··· Material for the task ···

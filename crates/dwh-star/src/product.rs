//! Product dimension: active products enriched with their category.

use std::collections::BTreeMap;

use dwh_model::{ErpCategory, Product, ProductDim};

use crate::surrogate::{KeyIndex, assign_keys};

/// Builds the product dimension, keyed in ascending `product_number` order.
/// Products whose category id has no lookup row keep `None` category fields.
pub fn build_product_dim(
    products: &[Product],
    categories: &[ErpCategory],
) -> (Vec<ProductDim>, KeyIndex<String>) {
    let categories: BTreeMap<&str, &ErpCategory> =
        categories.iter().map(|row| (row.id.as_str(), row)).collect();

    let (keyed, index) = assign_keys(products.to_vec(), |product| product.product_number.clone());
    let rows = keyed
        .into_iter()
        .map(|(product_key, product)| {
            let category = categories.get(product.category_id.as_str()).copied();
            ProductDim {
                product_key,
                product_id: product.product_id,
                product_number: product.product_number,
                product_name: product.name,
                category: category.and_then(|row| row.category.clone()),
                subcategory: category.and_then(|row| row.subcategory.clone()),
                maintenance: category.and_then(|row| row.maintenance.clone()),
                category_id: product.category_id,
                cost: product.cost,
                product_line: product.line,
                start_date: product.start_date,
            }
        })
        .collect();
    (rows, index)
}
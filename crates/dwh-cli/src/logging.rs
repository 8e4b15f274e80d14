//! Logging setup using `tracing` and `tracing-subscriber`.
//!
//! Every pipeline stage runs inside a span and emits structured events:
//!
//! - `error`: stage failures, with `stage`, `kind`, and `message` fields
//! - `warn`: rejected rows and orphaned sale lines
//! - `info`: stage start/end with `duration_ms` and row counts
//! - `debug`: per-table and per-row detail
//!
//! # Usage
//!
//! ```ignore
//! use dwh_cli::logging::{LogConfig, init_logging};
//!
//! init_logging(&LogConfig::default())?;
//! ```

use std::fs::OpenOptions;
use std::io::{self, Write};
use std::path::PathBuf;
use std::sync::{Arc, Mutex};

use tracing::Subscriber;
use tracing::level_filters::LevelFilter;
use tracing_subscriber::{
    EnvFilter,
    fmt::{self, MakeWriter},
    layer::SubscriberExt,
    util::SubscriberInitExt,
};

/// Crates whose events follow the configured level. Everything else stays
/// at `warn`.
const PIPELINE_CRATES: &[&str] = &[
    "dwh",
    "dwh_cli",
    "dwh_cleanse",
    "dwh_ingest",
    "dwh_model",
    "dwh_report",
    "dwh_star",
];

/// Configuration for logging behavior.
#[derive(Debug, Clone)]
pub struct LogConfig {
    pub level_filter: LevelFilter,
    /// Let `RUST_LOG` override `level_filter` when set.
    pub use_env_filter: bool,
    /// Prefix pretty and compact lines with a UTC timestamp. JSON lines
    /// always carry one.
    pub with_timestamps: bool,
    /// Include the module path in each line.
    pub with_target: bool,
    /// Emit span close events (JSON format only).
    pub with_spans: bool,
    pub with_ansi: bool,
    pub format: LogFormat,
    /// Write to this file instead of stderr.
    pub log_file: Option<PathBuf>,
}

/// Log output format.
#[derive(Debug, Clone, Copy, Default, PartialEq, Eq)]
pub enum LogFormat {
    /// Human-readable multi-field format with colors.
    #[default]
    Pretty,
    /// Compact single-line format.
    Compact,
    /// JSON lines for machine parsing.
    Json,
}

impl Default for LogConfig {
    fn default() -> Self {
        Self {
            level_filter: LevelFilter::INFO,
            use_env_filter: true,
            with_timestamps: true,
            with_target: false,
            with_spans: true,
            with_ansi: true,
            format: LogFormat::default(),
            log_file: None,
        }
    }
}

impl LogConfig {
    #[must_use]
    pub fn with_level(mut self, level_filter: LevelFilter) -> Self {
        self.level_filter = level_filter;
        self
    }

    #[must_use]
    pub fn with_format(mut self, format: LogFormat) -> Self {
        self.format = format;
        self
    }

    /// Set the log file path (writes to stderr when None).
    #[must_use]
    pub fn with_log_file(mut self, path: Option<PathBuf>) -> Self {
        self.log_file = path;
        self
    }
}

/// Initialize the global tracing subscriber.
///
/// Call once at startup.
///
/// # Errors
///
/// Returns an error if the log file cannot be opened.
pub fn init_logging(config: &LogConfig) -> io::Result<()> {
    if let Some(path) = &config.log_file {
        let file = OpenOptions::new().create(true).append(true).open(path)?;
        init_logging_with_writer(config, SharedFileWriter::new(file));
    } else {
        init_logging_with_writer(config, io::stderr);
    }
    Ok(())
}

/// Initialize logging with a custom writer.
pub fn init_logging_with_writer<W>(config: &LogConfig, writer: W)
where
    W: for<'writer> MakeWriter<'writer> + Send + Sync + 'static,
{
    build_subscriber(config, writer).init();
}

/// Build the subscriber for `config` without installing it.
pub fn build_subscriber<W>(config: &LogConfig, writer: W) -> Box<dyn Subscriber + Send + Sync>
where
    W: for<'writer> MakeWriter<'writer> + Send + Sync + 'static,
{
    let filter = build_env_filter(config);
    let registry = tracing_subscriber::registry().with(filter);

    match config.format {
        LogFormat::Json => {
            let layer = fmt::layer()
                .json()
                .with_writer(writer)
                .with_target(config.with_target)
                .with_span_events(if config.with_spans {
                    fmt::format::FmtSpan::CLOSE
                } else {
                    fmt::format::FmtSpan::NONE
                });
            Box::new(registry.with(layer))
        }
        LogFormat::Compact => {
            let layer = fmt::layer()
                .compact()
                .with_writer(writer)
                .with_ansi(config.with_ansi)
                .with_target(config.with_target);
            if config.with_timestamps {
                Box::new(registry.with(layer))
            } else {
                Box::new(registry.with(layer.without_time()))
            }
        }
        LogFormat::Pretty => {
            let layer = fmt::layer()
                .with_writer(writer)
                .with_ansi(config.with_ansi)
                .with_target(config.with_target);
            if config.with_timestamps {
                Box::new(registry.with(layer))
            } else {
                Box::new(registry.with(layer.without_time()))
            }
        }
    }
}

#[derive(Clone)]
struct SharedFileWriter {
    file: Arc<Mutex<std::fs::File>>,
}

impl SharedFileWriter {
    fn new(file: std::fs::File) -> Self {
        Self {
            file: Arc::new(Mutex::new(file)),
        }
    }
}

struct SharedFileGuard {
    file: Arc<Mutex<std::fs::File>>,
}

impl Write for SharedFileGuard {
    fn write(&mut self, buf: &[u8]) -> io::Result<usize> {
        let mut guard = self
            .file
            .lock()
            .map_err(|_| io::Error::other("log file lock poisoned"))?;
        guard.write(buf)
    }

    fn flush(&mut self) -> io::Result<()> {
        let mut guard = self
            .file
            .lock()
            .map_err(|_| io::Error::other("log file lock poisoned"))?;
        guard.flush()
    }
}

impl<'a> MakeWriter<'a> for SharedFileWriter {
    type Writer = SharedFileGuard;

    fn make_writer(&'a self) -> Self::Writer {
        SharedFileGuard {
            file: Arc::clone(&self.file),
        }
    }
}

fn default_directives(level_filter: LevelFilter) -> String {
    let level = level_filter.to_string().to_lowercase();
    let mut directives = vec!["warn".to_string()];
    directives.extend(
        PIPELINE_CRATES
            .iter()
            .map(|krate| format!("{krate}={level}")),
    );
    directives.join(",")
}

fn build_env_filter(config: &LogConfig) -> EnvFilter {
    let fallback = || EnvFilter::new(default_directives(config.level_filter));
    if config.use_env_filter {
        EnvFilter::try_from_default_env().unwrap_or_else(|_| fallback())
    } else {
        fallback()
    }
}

···

- Task to complete -
When you reach the line containing "for logging behavior." in the data above, start copying exactly, and stop after the line containing "in each line.".

- Solved exercise -
/// Configuration for logging behavior.
#[derive(Debug, Clone)]
pub struct LogConfig {
    pub level_filter: LevelFilter,
    /// Let `RUST_LOG` override `level_filter` when set.
    pub use_env_filter: bool,
    /// Prefix pretty and compact lines with a UTC timestamp. JSON lines
    /// always carry one.
    pub with_timestamps: bool,
    /// Include the module path in each line.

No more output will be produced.